Main Outcomes and Measures
We calculated 2 measures of overdiagnosis: the probability that a lung cancer detected by screening with LDCT is an overdiagnosis (PS), defined as the excess lung cancers detected by LDCT divided by all lung cancers detected by screening in the LDCT arm; and the number of cases that were considered overdiagnosis relative to the number of persons needed to screen to prevent 1 death from lung cancer.
During follow-up, 1089 lung cancers were reported in the LDCT arm and 969 in the CXR arm of the NLST. The probability is 18.5% (95% CI, 5.4%-30.6%) that any lung cancer detected by screening with LDCT was an overdiagnosis, 22.5% (95% CI, 9.7%-34.3%) that a non–small cell lung cancer detected by LDCT was an overdiagnosis, and 78.9% (95% CI, 62.2%-93.5%) that a bronchioalveolar lung cancer detected by LDCT was an overdiagnosis. The number of cases of overdiagnosis found among the 320 participants who would need to be screened in the NLST to prevent 1 death from lung cancer was 1.38.
Conclusions and Relevance
More than 18% of all lung cancers detected by LDCT in the NLST seem to be indolent, and overdiagnosis should be considered when describing the risks of LDCT screening for lung cancer.
Screening for lung cancer has been proposed for decades.

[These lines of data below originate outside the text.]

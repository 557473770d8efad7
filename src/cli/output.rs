//! CLI output: error mapping from domain errors to stable CLI surface.

use crate::error::NoticeError;

/// Map domain errors to a string for CLI output.
pub fn map_error(e: &NoticeError) -> String {
    match e {
        NoticeError::Config(msg) => format!("Configuration problem: {}", msg),
        other => other.to_string(),
    }
}
//! Noticeboard: Non-blocking Notification Queue
//!
//! An in-memory queue of toasts and dialogs that replaces modal alert/confirm/prompt
//! interactions. Every request is queued, display time shrinks as the queue grows, and
//! each notification settles exactly one deferred result however it is closed.

pub mod center;
pub mod cli;
pub mod config;
pub mod deferred;
pub mod dialogs;
pub mod duration;
pub mod error;
pub mod events;
pub mod logging;
pub mod registry;
pub mod scheduler;
pub mod types;

pub use center::{CenterSettings, NotificationCenter, WeakNotificationCenter, DEFAULT_LINGER};
pub use deferred::Deferred;
pub use dialogs::Notifier;
pub use duration::{compute_duration, KindDurations};
pub use error::NoticeError;
pub use events::NotificationEvent;
pub use registry::{Phase, RecordView};
pub use scheduler::{ManualScheduler, Scheduler, TimerHandle, TokioScheduler};
pub use types::{
    Action, ActionDescriptor, ActionKind, ActionVariant, Choice, NotificationId,
    NotificationKind, NotificationRequest, Outcome, Resolution,
};
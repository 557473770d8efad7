//! CLI parse: clap types for Noticeboard. No behavior; definitions only.

use clap::{Parser, Subcommand, ValueEnum};
use std::path::PathBuf;

/// Noticeboard CLI - exercise the notification queue on a virtual clock
#[derive(Parser)]
#[command(name = "noticeboard")]
#[command(about = "Non-blocking notification and dialog queue with adaptive display durations")]
pub struct Cli {
    #[command(subcommand)]
    pub command: Commands,

    /// Configuration file path (layered over defaults and the user config)
    #[arg(long)]
    pub config: Option<PathBuf>,

    /// Enable verbose logging
    #[arg(long, default_value = "false")]
    pub verbose: bool,

    /// Log level (trace, debug, info, warn, error, off)
    #[arg(long)]
    pub log_level: Option<String>,

    /// Log format (json, text)
    #[arg(long)]
    pub log_format: Option<String>,
}

#[derive(Subcommand)]
pub enum Commands {
    /// Replay a burst of notifications and print the resulting timeline
    Simulate {
        /// Toast to enqueue, as KIND:TITLE (repeatable). Defaults to one of each kind.
        #[arg(long = "toast", value_name = "KIND:TITLE")]
        toasts: Vec<String>,

        /// Also open a confirm dialog with this message
        #[arg(long)]
        confirm: Option<String>,

        /// How the simulated user answers the confirm dialog
        #[arg(long, value_enum, default_value = "confirm")]
        answer: Answer,

        /// Virtual time at which the user answers (milliseconds)
        #[arg(long, default_value_t = 1000)]
        answer_after_ms: u64,

        /// Output format (text or json)
        #[arg(long, default_value = "text")]
        format: String,
    },
    /// Print the effective configuration as TOML
    Config,
}

/// Simulated user response to a dialog
#[derive(Debug, Clone, Copy, PartialEq, Eq, ValueEnum)]
pub enum Answer {
    Confirm,
    Cancel,
    Close,
}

It is fundamentally based on the principle that tumors will be detected at a smaller size and earlier stage, when treatment is more effective, resulting in a reduction in lung cancer mortality.1,2 An ideal screening program targets individuals at the highest risk of lung cancer, uses a cost-effective test to detect tumors at an early stage, and efficiently excludes patients with clinically insignificant abnormalities.
Unfortunately, there is currently no ideal screening test for lung cancer, and a clear understanding of the risks and benefits should be considered in the design of a population-based screening program. Low-dose computed tomography (LDCT) has been suggested as a screening tool for lung cancer, and recent results from the National Lung Screening Trial (NLST) demonstrated an encouraging 20% relative reduction in lung cancer–specific mortality compared with screening using chest radiography (CXR).3 Whereas the decrease in mortality highlights the primary benefit of screening, the trial also found more cases of lung cancer in the LDCT group compared with the CXR group; this is a limitation of screening because some of these tumors may be indolent and clinically insignificant.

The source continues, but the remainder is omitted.